Giuseppe Verdi nasce nel 1813 a Roncole, nel ducato di Parma, sotto gli austriaci. Il suo talento musicale precoce viene notato da Barezzi, che sostiene le spese delle sue lezioni con Ferdinando Provesi. Dal 1829 a 1832 Verdi sostituisce Provesi. A 18 anni si reca a Milano per fare l’esame di ammissione del conservatorio, a cui però non sarà ammesso, perché sarà valutato come pianista e non come compositore. Nel 1836 diventa maestro di musica di Busseto. Visto il suo sogno della Scala, si trasferisce con la famiglia a Milano; in questi anni perderà i suoi figli e sua moglie.
La sua prima opera importante rappresentata alla Scala è il Nabucco; dopo questa opera, le sue composizioni sono frequenti, e Verdi diventa sempre più apprezzato dal pubblico italiano. Dopo i lombardi della orima crociata, Verdi diventa il musicista simbolo del Risorgimento italiano. Quando il re Vittorio Emanuele III decide di intervenire contro l’Austria, e nasce lo slogan Viva V.E.R.D.I ( Viva Vittorio Emanuele Re D’Italia).

Dal 1851 al 1853 compone la trilogia popolare (Rigoletto, Trovatore e Traviata), tra le su opere più amate. Dal 1852 al 1870 Parigi diventa il centro dell’attività teatrale di Verdi, dove scrive I vespri siciliani; con quest’opera si accosta alla grand-opéra. Nel 1859 compone il ballo in maschera.

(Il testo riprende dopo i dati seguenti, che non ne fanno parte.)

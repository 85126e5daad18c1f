use std::{
	fs,
	path::{Component, Path, PathBuf},
};

use base64::{Engine, engine::general_purpose::STANDARD};

/// Reads an image by its response-relative path and encodes it for a vision
/// call. Paths that escape `root` are rejected; unreadable files are skipped.
pub fn encode_image_base64(root: &Path, relative: &str) -> Option<String> {
	let relative = relative.trim_start_matches('/');
	let candidate = PathBuf::from(relative);

	if candidate
		.components()
		.any(|component| !matches!(component, Component::Normal(_)))
	{
		tracing::warn!(path = relative, "Rejected image path outside the static root.");

		return None;
	}

	let full = root.join(candidate);

	match fs::read(&full) {
		Ok(bytes) => Some(STANDARD.encode(bytes)),
		Err(err) => {
			tracing::warn!(path = %full.display(), error = %err, "Failed to read candidate image.");

			None
		},
	}
}

#[cfg(test)]
mod tests {
	use super::*;

	#[test]
	fn traversal_components_are_rejected() {
		assert!(encode_image_base64(Path::new("."), "../etc/passwd").is_none());
		assert!(encode_image_base64(Path::new("."), "static/../../etc/passwd").is_none());
	}

	#[test]
	fn missing_files_are_skipped() {
		assert!(encode_image_base64(Path::new("."), "static/no_such_image.png").is_none());
	}

	#[test]
	fn existing_files_round_trip_through_base64() {
		let dir = std::env::temp_dir().join(format!("faro_images_test_{}", std::process::id()));

		fs::create_dir_all(&dir).expect("Failed to create temp dir.");

		let file = dir.join("tabla.png");

		fs::write(&file, b"not-really-a-png").expect("Failed to write test image.");

		let encoded = encode_image_base64(&dir, "tabla.png").expect("Image must encode.");

		assert_eq!(STANDARD.decode(encoded).expect("decode"), b"not-really-a-png");

		let _ = fs::remove_dir_all(&dir);
	}
}
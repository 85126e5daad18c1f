use serde::{Deserialize, Serialize};

/// Register the generator answers in. Carried verbatim from the chat request.
#[derive(Debug, Clone, Copy, Default, PartialEq, Eq, Serialize, Deserialize)]
pub enum AnswerStyle {
	#[default]
	Formal,
	Cercano,
	Directo,
	#[serde(rename = "Didáctico")]
	Didactico,
	Legal,
}

impl AnswerStyle {
	pub fn instruction(self) -> &'static str {
		match self {
			Self::Formal => "Responde de forma formal, profesional y concisa.",
			Self::Cercano =>
				"Responde de forma cercana, amigable y explicativa. Evita tecnicismos complejos.",
			Self::Directo =>
				"Responde de forma extremadamente concisa, usando viñetas (bullet points) si es posible. Ve directo al grano sin introducciones innecesarias.",
			Self::Didactico =>
				"Responde como un profesor. Usa analogías simples, explica los términos técnicos paso a paso y asegúrate de que el usuario aprenda.",
			Self::Legal =>
				"Responde como un abogado experto. Sé riguroso, cita artículos o normativas si aparecen en el contexto, y usa terminología jurídica precisa.",
		}
	}
}

#[cfg(test)]
mod tests {
	use super::*;

	#[test]
	fn deserializes_accented_variant() {
		let style: AnswerStyle =
			serde_json::from_str("\"Didáctico\"").expect("Style must deserialize.");

		assert_eq!(style, AnswerStyle::Didactico);
	}

	#[test]
	fn default_style_is_formal() {
		assert_eq!(AnswerStyle::default(), AnswerStyle::Formal);
	}
}
use std::time::Duration;

use color_eyre::{Result, eyre};
use reqwest::Client;
use serde_json::Value;

/// Asks the vision model about a single base64-encoded image and returns its
/// textual answer.
pub async fn describe(
	cfg: &faro_config::LlmProviderConfig,
	prompt: &str,
	image_b64: &str,
) -> Result<String> {
	let client = Client::builder().timeout(Duration::from_millis(cfg.timeout_ms)).build()?;
	let url = format!("{}{}", cfg.api_base, cfg.path);
	let body = serde_json::json!({
		"model": cfg.model,
		"temperature": cfg.temperature,
		"messages": [user_message(prompt, image_b64)],
	});
	let res = client
		.post(url)
		.headers(crate::auth_headers(&cfg.api_key, &cfg.default_headers)?)
		.json(&body)
		.send()
		.await?;
	let json: Value = res.error_for_status()?.json().await?;

	crate::chat::message_content(&json)
		.map(str::to_string)
		.ok_or_else(|| eyre::eyre!("Vision response has no message content."))
}

/// A user message pairing the prompt with one inline image attachment.
pub fn user_message(prompt: &str, image_b64: &str) -> Value {
	serde_json::json!({
		"role": "user",
		"content": [
			{ "type": "text", "text": prompt },
			{
				"type": "image_url",
				"image_url": { "url": format!("data:image/jpeg;base64,{image_b64}") }
			}
		]
	})
}
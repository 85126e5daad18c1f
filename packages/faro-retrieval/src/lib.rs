pub mod fusion;
pub mod rerank;

mod retrieve;

pub use fusion::{Candidate, DEFAULT_RRF_K, reciprocal_rank_fusion};
pub use rerank::{RankedResult, rerank_candidates};
pub use retrieve::{RetrievalOutcome, SourceRef};

use std::{future::Future, pin::Pin, sync::Arc};

use faro_config::{Config, EmbeddingProviderConfig, LlmProviderConfig, ProviderConfig};
use faro_domain::entity::EntityMatcher;
use faro_index::{LexicalIndex, SharedLexicalIndex};
use faro_providers::{chat, embedding, rerank as rerank_provider};
use faro_storage::qdrant::QdrantStore;

pub type Result<T, E = Error> = std::result::Result<T, E>;

pub type BoxFuture<'a, T> = Pin<Box<dyn Future<Output = T> + Send + 'a>>;

#[derive(Debug, thiserror::Error)]
pub enum Error {
	#[error(transparent)]
	Storage(#[from] faro_storage::Error),
	#[error("Provider error: {message}")]
	Provider { message: String },
	#[error("Invalid entity matcher pattern: {0}")]
	Matcher(#[from] regex::Error),
}

impl From<color_eyre::Report> for Error {
	fn from(err: color_eyre::Report) -> Self {
		Self::Provider { message: err.to_string() }
	}
}

pub trait EmbeddingProvider
where
	Self: Send + Sync,
{
	fn embed<'a>(
		&'a self,
		cfg: &'a EmbeddingProviderConfig,
		texts: &'a [String],
	) -> BoxFuture<'a, color_eyre::Result<Vec<Vec<f32>>>>;
}

pub trait RerankProvider
where
	Self: Send + Sync,
{
	fn rerank<'a>(
		&'a self,
		cfg: &'a ProviderConfig,
		query: &'a str,
		docs: &'a [String],
	) -> BoxFuture<'a, color_eyre::Result<Vec<f32>>>;
}

/// Rewrites a question into corpus terminology ahead of the dense leg.
pub trait ExpansionProvider
where
	Self: Send + Sync,
{
	fn expand<'a>(
		&'a self,
		cfg: &'a LlmProviderConfig,
		question: &'a str,
	) -> BoxFuture<'a, color_eyre::Result<String>>;
}

#[derive(Clone)]
pub struct RetrievalProviders {
	pub embedding: Arc<dyn EmbeddingProvider>,
	pub rerank: Arc<dyn RerankProvider>,
	pub expansion: Arc<dyn ExpansionProvider>,
}

impl RetrievalProviders {
	pub fn new(
		embedding: Arc<dyn EmbeddingProvider>,
		rerank: Arc<dyn RerankProvider>,
		expansion: Arc<dyn ExpansionProvider>,
	) -> Self {
		Self { embedding, rerank, expansion }
	}
}

impl Default for RetrievalProviders {
	fn default() -> Self {
		let provider = Arc::new(DefaultProviders);

		Self { embedding: provider.clone(), rerank: provider.clone(), expansion: provider }
	}
}

const EXPANSION_SYSTEM_PROMPT: &str = "Eres un experto legal. Traduce la consulta del usuario a terminología jurídica precisa generando un breve párrafo teórico.";

struct DefaultProviders;

impl EmbeddingProvider for DefaultProviders {
	fn embed<'a>(
		&'a self,
		cfg: &'a EmbeddingProviderConfig,
		texts: &'a [String],
	) -> BoxFuture<'a, color_eyre::Result<Vec<Vec<f32>>>> {
		Box::pin(embedding::embed(cfg, texts))
	}
}

impl RerankProvider for DefaultProviders {
	fn rerank<'a>(
		&'a self,
		cfg: &'a ProviderConfig,
		query: &'a str,
		docs: &'a [String],
	) -> BoxFuture<'a, color_eyre::Result<Vec<f32>>> {
		Box::pin(rerank_provider::rerank(cfg, query, docs))
	}
}

impl ExpansionProvider for DefaultProviders {
	fn expand<'a>(
		&'a self,
		cfg: &'a LlmProviderConfig,
		question: &'a str,
	) -> BoxFuture<'a, color_eyre::Result<String>> {
		Box::pin(async move {
			let messages = [
				serde_json::json!({ "role": "system", "content": EXPANSION_SYSTEM_PROMPT }),
				serde_json::json!({ "role": "user", "content": question }),
			];

			chat::complete(cfg, &messages).await
		})
	}
}

#[derive(Debug, Clone, serde::Serialize, serde::Deserialize)]
pub struct RefreshReport {
	pub indexed_chunks: u64,
}

/// Process-wide retrieval service: one instance constructed at startup and
/// injected into the pipeline, torn down at shutdown, rebuilt in place by
/// [`RetrievalEngine::refresh`].
pub struct RetrievalEngine {
	pub cfg: Arc<Config>,
	store: QdrantStore,
	lexical: SharedLexicalIndex,
	matcher: EntityMatcher,
	providers: RetrievalProviders,
}

impl RetrievalEngine {
	pub fn new(cfg: Arc<Config>, store: QdrantStore) -> Result<Self> {
		Self::with_providers(cfg, store, RetrievalProviders::default())
	}

	pub fn with_providers(
		cfg: Arc<Config>,
		store: QdrantStore,
		providers: RetrievalProviders,
	) -> Result<Self> {
		let matcher = EntityMatcher::new(
			&cfg.routing.entity_keywords,
			&cfg.routing.record_id_pattern,
			cfg.routing.min_name_chars,
		)?;

		Ok(Self {
			cfg,
			store,
			lexical: SharedLexicalIndex::default(),
			matcher,
			providers,
		})
	}

	pub fn matcher(&self) -> &EntityMatcher {
		&self.matcher
	}

	/// Rebuilds the lexical index from the full text collection and swaps it
	/// in atomically. In-flight searches keep the previous index.
	pub async fn refresh(&self) -> Result<RefreshReport> {
		let chunks = self.store.scroll_chunks(None).await?;
		let index = LexicalIndex::build(&chunks);
		let indexed_chunks = index.len() as u64;

		self.lexical.swap(index);

		tracing::info!(indexed_chunks, "Lexical index refreshed.");

		Ok(RefreshReport { indexed_chunks })
	}

	pub async fn list_sources(&self) -> Result<Vec<String>> {
		Ok(self.store.list_sources().await?)
	}

	/// Removes one source's chunks, then refreshes the lexical index so the
	/// next search no longer sees them.
	pub async fn delete_source(&self, source: &str) -> Result<RefreshReport> {
		self.store.delete_by_source(source).await?;

		self.refresh().await
	}
}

La sua produzione musicale può essere suddivisa in tre fasi distinte. La coralità delle prime opere: I cori interpretavano i sentimenti politici, e Verdi diventò così un simbolo, il compositore più amato dagli italiani. Nella Trilogia popolare approfondisce la psicologia dei personaggi, concentrando la sua attenzione sui protagonisti. Nelle sue ultime opere portò avanti una riforma personale; elimina la distinzione tra arie e recitativi. Le melodie diventarono meno facile ed orecchiabili.